Canada's CBC reported Thursday that Nortel's management approved a plan earlier this fall to reward themselves with salary increases, investments or bonuses. An internal document obtained by the broadcaster outlines a new compensation scheme for 72 Nortel executives that will see them get a total of $7.5 million on top of their current salaries in 2009.

Of those 72, 14 will be getting compensation of $500,000 or more. The fattest feaster is former treasurer John Doolittle, who took over from its last CEO Mike Zafirovski. Doolittle's total compensation has been bumped to $1.68 million this year, an increase of 1.12 million over 2008, when he earned $390,000 in salary and an estimated $170,000 in investment and bonus money.

This greedy self-serving, yet not surprising move given Nortel's record of incompetent, questionably ethical governance--one whose carelessness, shortsightedness and stupidity is matched only by its board who failed in its duties to properly oversee this outfit--comes out at a time when those that actually did their jobs well--its pensioners and long-term unemployed--are being denied what is rightfully theirs.

"I am shocked," Melanie Johannink, who worked for Nortel for 18 years before being laid off in the spring, told the CBC. "It kind of makes you wonder where the money is going."

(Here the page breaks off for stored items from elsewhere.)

use std::collections::BTreeMap;

use crate::{
    constants::SHOPPING_LIST_HEADER,
    schema::{CartLine, Id, ShoppingListItem},
};

/// Sums cart lines per ingredient.
///
/// Output is ordered by ingredient name, then by ingredient id when two ingredients share a
/// name (e.g. the same product measured in different units).
pub fn aggregate<I>(lines: I) -> Vec<ShoppingListItem>
where
    I: IntoIterator<Item = CartLine>,
{
    let mut totals: BTreeMap<Id, ShoppingListItem> = BTreeMap::new();

    for line in lines {
        totals
            .entry(line.ingredient_id)
            .and_modify(|item| item.total_amount += i64::from(line.amount))
            .or_insert_with(|| ShoppingListItem {
                ingredient_id: line.ingredient_id,
                total_amount: i64::from(line.amount),
                name: line.name,
                measurement_unit: line.measurement_unit,
            });
    }

    let mut items: Vec<ShoppingListItem> = totals.into_values().collect();
    items.sort_by(|a, b| {
        a.name
            .cmp(&b.name)
            .then_with(|| a.ingredient_id.cmp(&b.ingredient_id))
    });
    items
}

/// Plain-text shopping list: a header, a blank line, then `name (unit) - total` per item.
pub fn render(items: &[ShoppingListItem]) -> String {
    let lines: Vec<String> = items
        .iter()
        .map(|item| {
            format!(
                "{} ({}) - {}",
                item.name, item.measurement_unit, item.total_amount
            )
        })
        .collect();

    format!("{SHOPPING_LIST_HEADER}\n\n{}", lines.join("\n"))
}

#[cfg(test)]
mod tests {
    use super::*;

    fn line(ingredient_id: Id, name: &str, unit: &str, amount: i32) -> CartLine {
        CartLine {
            ingredient_id,
            name: name.to_string(),
            measurement_unit: unit.to_string(),
            amount,
        }
    }

    #[test]
    fn sums_shared_ingredient_across_recipes() {
        let items = aggregate(vec![
            line(1, "flour", "g", 3),
            line(2, "egg", "pcs", 2),
            line(1, "flour", "g", 5),
        ]);

        assert_eq!(items.len(), 2);
        let flour = items.iter().find(|item| item.ingredient_id == 1).unwrap();
        assert_eq!(flour.total_amount, 8);
    }

    #[test]
    fn orders_by_name_then_id() {
        let items = aggregate(vec![
            line(7, "sugar", "g", 1),
            line(5, "milk", "ml", 1),
            line(3, "milk", "cup", 1),
        ]);

        let order: Vec<Id> = items.iter().map(|item| item.ingredient_id).collect();
        assert_eq!(order, vec![3, 5, 7]);
    }

    #[test]
    fn empty_cart_gives_empty_list() {
        assert!(aggregate(Vec::new()).is_empty());
        assert_eq!(render(&[]), format!("{SHOPPING_LIST_HEADER}\n\n"));
    }

    #[test]
    fn totals_do_not_overflow_storage_type() {
        let items = aggregate(vec![
            line(1, "water", "ml", i32::MAX),
            line(1, "water", "ml", i32::MAX),
        ]);

        assert_eq!(items[0].total_amount, 2 * i64::from(i32::MAX));
    }

    #[test]
    fn renders_one_line_per_item() {
        let items = aggregate(vec![line(1, "flour", "g", 3), line(2, "egg", "pcs", 2)]);

        assert_eq!(
            render(&items),
            format!("{SHOPPING_LIST_HEADER}\n\negg (pcs) - 2\nflour (g) - 3")
        );
    }
}
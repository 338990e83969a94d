use std::path::PathBuf;

use anyhow::{Context as _, Result};
use clap::{Parser, Subcommand};
use log::info;
use sqlx::{postgres::PgPoolOptions, Pool, Postgres};

use foodgram_sdk::{
    actions::import_ingredients,
    jwt::SessionKeys,
    media::MediaStore,
    routes::{routes, Context},
    schema::NewIngredient,
    ServerConfig,
};

#[derive(Parser, Debug)]
#[command(name = "foodgram")]
#[command(about = "Recipe sharing backend")]
#[command(version)]
struct Args {
    #[command(subcommand)]
    command: Command,
}

#[derive(Subcommand, Debug)]
enum Command {
    /// Apply migrations and serve the HTTP API
    Serve(ServerConfig),
    /// Apply pending migrations and exit
    Migrate {
        #[arg(long, env = "DATABASE_URL")]
        database_url: String,
    },
    /// Load `[{"name", "measurement_unit"}]` fixtures into the ingredient catalog
    ImportIngredients {
        file: PathBuf,

        #[arg(long, env = "DATABASE_URL")]
        database_url: String,
    },
}

async fn connect(database_url: &str, max_connections: u32) -> Result<Pool<Postgres>> {
    let pool = PgPoolOptions::new()
        .max_connections(max_connections)
        .connect(database_url)
        .await
        .context("Could not connect to the database")?;

    sqlx::migrate!()
        .run(&pool)
        .await
        .context("Could not apply migrations")?;
    info!("Migrations applied");

    Ok(pool)
}

async fn serve(config: ServerConfig) -> Result<()> {
    let pool = connect(&config.database_url, config.max_connections).await?;
    let keys = SessionKeys::new(&config.jwt_secret, config.session_hours)?;

    tokio::fs::create_dir_all(&config.media_root)
        .await
        .with_context(|| format!("Could not create {}", config.media_root.display()))?;

    let context = Context {
        pool,
        keys,
        media: MediaStore::new(config.media_root),
    };

    info!("Listening on http://{}", config.bind);
    warp::serve(routes(context)).run(config.bind).await;

    Ok(())
}

async fn import(file: PathBuf, database_url: String) -> Result<()> {
    let data = tokio::fs::read_to_string(&file)
        .await
        .with_context(|| format!("Could not read {}", file.display()))?;
    let ingredients: Vec<NewIngredient> =
        serde_json::from_str(&data).context("Fixture must be a list of ingredients")?;

    let total = ingredients.len();
    let pool = connect(&database_url, 1).await?;
    let inserted = import_ingredients(ingredients, &pool).await?;

    info!("Imported {inserted} of {total} ingredients");
    Ok(())
}

#[tokio::main]
async fn main() -> Result<()> {
    tracing_subscriber::fmt()
        .with_env_filter(
            tracing_subscriber::EnvFilter::try_from_default_env()
                .unwrap_or_else(|_| tracing_subscriber::EnvFilter::new("info")),
        )
        .init();

    let args = Args::parse();

    match args.command {
        Command::Serve(config) => serve(config).await,
        Command::Migrate { database_url } => connect(&database_url, 1).await.map(|_| ()),
        Command::ImportIngredients { file, database_url } => import(file, database_url).await,
    }
}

Former Nortel president Bob Ferchat told the CBC he was also surprised at the extent to which executives at a company in bankruptcy protection were rewarding themselves.

"My reaction, frankly, to the document is 'Here we go again'," said Ferchat. "It's another round of people dividing the proceeds, eating the carcass of the company before it's even dead."

If there is any justice the cretins responsible at Nortel will never see another management-level paycheck or other forms of compensation for the rest of their miserable lives, that they will be forced to live at a standard that the ones they've discarded have to survive on and that their holiday stockings be laden with coal, which at least they could burn for heat.

Alas such endings are for storybooks. Such successful practitioners of the Peter Principle usually find gainful employment in other outfits who are eager for their 'expertise' with expectations for short-term stock profits before the long-term pain of having these fine individuals aboard sets in.

Leave it up to Nortel to make Ebeneezer Scrooge look good. If the famed Dickens character had been a Nortel senior exec he would have 'borrowed' Tiny Tim's crutches and sold them for firewood.

Happy Holidays!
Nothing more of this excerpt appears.